Даже при беглом взгляде на эти воспоминания нельзя не заметить, что они лишены какой-либо логики. Почему публичные выступления поэта, его рассказы о заграничных впечатлениях означают, что «мы тонем в быту», что «мы на дне»? С чего она взяла, что у Маяковского не было своих впечатлений, что он рассказывал только «с чужих слов»? Даже если что-то узнал от других — все равно ведь там же, в Берлине.,, Всего за одну парижскую неделю он успел встретиться со множеством людей (в том числе с Жаном Кокто, Игорем Стравинским, Пабло Пикассо, Фернаном Леже, Жоржем Браком, Робером и Соней Делоне), посетить палачу депутатов, аэродром Бурже, «Осенний салон», побывать в художественных галереях и в трех театрах. И это все — рассказ «с чужих слов»?!

Маяковского можно было бы упрекнуть разве что за слишком плоскую, прямолинейно агитпроповскую оценку русской эмиграции. Но это было тогда вполне в духе времени и никак не могло вызвать протеста у Лили. И тем не менее она потребовала расстаться на два месяца. Почему именно на два? Срок, скорее всего, выбран случайно: так решила Лиля, и это, стало быть, обсуждению не подлежит...

«Раньше, прогоняемый тобою, я верил во встречу, — признавался в своем отчаянном письме к ней Маяковский. Он написал его на следующий день после разрыва. Написал, не уединившись в комнате в Лубянском проезде, а в кафе, чтобы плакать на людях, не стыдясь своих слез. — Теперь я чувствую, что меня совсем оторвали от жизни, что больше ничего и никогда не будет. Жизни без тебя нет. <..,> Как любил я тебя семь лет назад, так люблю и сию секунду. Что б ты ни захотела, что б ты ни велела, я сделаю сейчас же, сделаю с восторгом».

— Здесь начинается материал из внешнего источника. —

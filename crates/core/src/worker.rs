//! Running a batch off the caller's thread.
//!
//! An interactive caller submits the batch, keeps its own loop responsive,
//! and drains progress events from the returned handle.

use crate::batch::{run_batch, BatchEvent};
use crate::document::DocumentLoader;
use crate::{BatchReport, BatchRequest, Error, Result};
use std::sync::mpsc::{self, Receiver};
use std::thread::{self, JoinHandle};

/// Handle to a batch running on a background thread.
pub struct BatchHandle {
    events: Receiver<BatchEvent>,
    thread: JoinHandle<Result<BatchReport>>,
}

impl BatchHandle {
    /// Blocking iterator over progress events. Ends once the batch returns.
    pub fn events(&self) -> mpsc::Iter<'_, BatchEvent> {
        self.events.iter()
    }

    /// Events available right now, without blocking.
    pub fn try_events(&self) -> mpsc::TryIter<'_, BatchEvent> {
        self.events.try_iter()
    }

    /// Whether the batch thread has returned.
    pub fn is_finished(&self) -> bool {
        self.thread.is_finished()
    }

    /// Wait for the batch and return its report.
    pub fn join(self) -> Result<BatchReport> {
        self.thread.join().map_err(|_| Error::WorkerPanicked)?
    }
}

/// Start `run_batch` on a dedicated thread.
///
/// Files are still processed one at a time; the thread only keeps the caller
/// free. There is no cancellation.
pub fn submit<L>(loader: L, request: BatchRequest) -> Result<BatchHandle>
where
    L: DocumentLoader + Send + 'static,
{
    let (tx, rx) = mpsc::channel();

    let thread = thread::Builder::new()
        .name("slidepics-batch".to_string())
        .spawn(move || {
            log::debug!("Batch worker started for {}", request.source_dir.display());
            run_batch(&loader, &request, |event| {
                // The caller may have dropped the receiver; the batch still finishes.
                let _ = tx.send(event);
            })
        })?;

    Ok(BatchHandle { events: rx, thread })
}

#[cfg(test)]
mod tests {
    use super::*;
    use crate::batch::tests::{input_dir, FakeDocument, FakeLoader};
    use crate::{BatchStatus, FileOutcome};
    use std::path::Path;

    struct PanickingLoader;

    impl DocumentLoader for PanickingLoader {
        type Document = FakeDocument;

        fn extension(&self) -> &str {
            "pptx"
        }

        fn open(&self, _path: &Path) -> Result<FakeDocument> {
            panic!("loader exploded");
        }
    }

    #[test]
    fn test_submit_forwards_events() {
        let dir = input_dir(&[("a.pptx", "png"), ("b.pptx", "text")]);
        let request = BatchRequest::for_input_dir(dir.path());

        let handle = submit(FakeLoader, request).unwrap();
        let events: Vec<_> = handle.events().collect();
        let report = handle.join().unwrap();

        assert_eq!(events.len(), 3);
        assert_eq!(events[0], BatchEvent::FilesDiscovered { count: 2 });
        assert_eq!(report.status, BatchStatus::Completed);
        assert_eq!(report.files[0].outcome, FileOutcome::Stripped { images: 1 });
        assert_eq!(report.files[1].outcome, FileOutcome::CopiedUnchanged);
    }

    #[test]
    fn test_submit_no_files() {
        let dir = input_dir(&[]);
        let handle = submit(FakeLoader, BatchRequest::for_input_dir(dir.path())).unwrap();

        let report = handle.join().unwrap();
        assert_eq!(report.status, BatchStatus::NoFilesFound);
    }

    #[test]
    fn test_worker_panic_is_reported() {
        let dir = input_dir(&[("a.pptx", "png")]);
        let handle = submit(PanickingLoader, BatchRequest::for_input_dir(dir.path())).unwrap();

        assert!(matches!(handle.join(), Err(Error::WorkerPanicked)));
    }
}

Значительную часть этого письма Лиля впоследствии опубликует в своих воспоминаниях — только расставит знаки препинания, которыми Маяковский пренебрегал. Зачем она его опубликовала? Трудно представить себе более рабское, более униженное письмо, никакой провинностью с его стороны — об этом можно сегодня сказать совершенно определенно — не вызванное, И за что он в том же письме несколько раз просит у Лили прощения? «Я не вымогаю прощения»,.. «Я не в состоянии ни писать, ни просить тебя простить меня за все»... «Если ты хочешь попробовать последнее, ты простишь, ты ответишь»...

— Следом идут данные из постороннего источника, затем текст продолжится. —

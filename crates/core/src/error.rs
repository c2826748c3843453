//! Error types for batch picture extraction.

use std::path::PathBuf;
use thiserror::Error;

/// Result type alias using our Error type.
pub type Result<T> = std::result::Result<T, Error>;

/// Errors that can occur while reading presentations or running a batch.
#[derive(Error, Debug)]
pub enum Error {
    /// Failed to read or write a file or directory.
    #[error("I/O error: {0}")]
    IoError(#[from] std::io::Error),

    /// ZIP archive error (for PPTX).
    #[error("ZIP error: {0}")]
    ZipError(String),

    /// XML parsing or writing error (for PPTX).
    #[error("XML error: {0}")]
    XmlError(String),

    /// A part referenced by the package is not present in it.
    #[error("Missing package part: {0}")]
    MissingPart(String),

    /// The package is readable but does not look like a presentation.
    #[error("Invalid presentation: {0}")]
    InvalidDocument(String),

    /// The source path of a batch is not a directory.
    #[error("Not a directory: {}", .0.display())]
    NotADirectory(PathBuf),

    /// The cleaned folder resolves to the source folder, where copies would
    /// overwrite the originals.
    #[error("Cleaned folder is the input folder: {}", .0.display())]
    CleanedDirIsSource(PathBuf),

    /// The background batch thread panicked before producing a report.
    #[error("Batch worker panicked")]
    WorkerPanicked,
}
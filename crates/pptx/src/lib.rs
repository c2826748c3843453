//! PPTX (Office Open XML) backend for picture extraction.
//!
//! Parses .pptx files, which are ZIP archives of XML parts, into slides of
//! classified shapes, and writes back copies with the pictures removed.

pub mod document;
pub mod package;
pub mod parser;
mod rewrite;

pub use document::PptxDocument;
pub use parser::PptxParser;
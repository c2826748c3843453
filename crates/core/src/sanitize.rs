//! Filename sanitizing for derived output folders.

use regex::Regex;
use std::sync::LazyLock;

/// Characters that are invalid in Windows file names, plus `.`.
static UNSAFE_CHARS_REGEX: LazyLock<Regex> =
    LazyLock::new(|| Regex::new(r#"[\\/:"*?<>|.]"#).unwrap());

/// Make a file stem safe to use as a folder name.
///
/// Each of `\ / : " * ? < > |` and `.` is replaced by `_`. Every other
/// character is kept, so the result has the same number of characters.
pub fn sanitize_stem(stem: &str) -> String {
    UNSAFE_CHARS_REGEX.replace_all(stem, "_").into_owned()
}
//! Core domain types and the batch extractor that pulls embedded pictures out
//! of a folder of presentations.

pub mod batch;
pub mod document;
pub mod error;
pub mod sanitize;
pub mod types;
pub mod worker;

pub use batch::{
    claim_folder_name, discover_files, prepare_directories, process_file, run_batch, BatchEvent,
};
pub use document::{DocumentLoader, PresentationDocument};
pub use error::{Error, Result};
pub use sanitize::sanitize_stem;
pub use types::{
    BatchReport, BatchRequest, BatchStatus, ErrorPolicy, FileOutcome, FileReport, ImageContent,
    OtherShape, PictureShape, Shape, Slide,
};
pub use worker::{submit, BatchHandle};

В чем он провинился? Какой тяжкий— притом им осознанный — грех заставляет его ползать на коленях в надежде на милосердие? Любовь, разумеется, не унижает, объяснение в любви — тем более. В каком-то смысле любовь — это всегда зависимость от любимого. И однако же... «Никто из достоевских персонажей не впадал в подобное рабство» — так прокомментировал это письмо один современный поэт, и был безусловно прав.

Что же на самом деле побудило Лилю столь жестоким образом взять для их совместной любви долгий «тайм-аут» и понудить Маяковского искренне считать, что в разрыве повинен он сам, а отнюдь не она?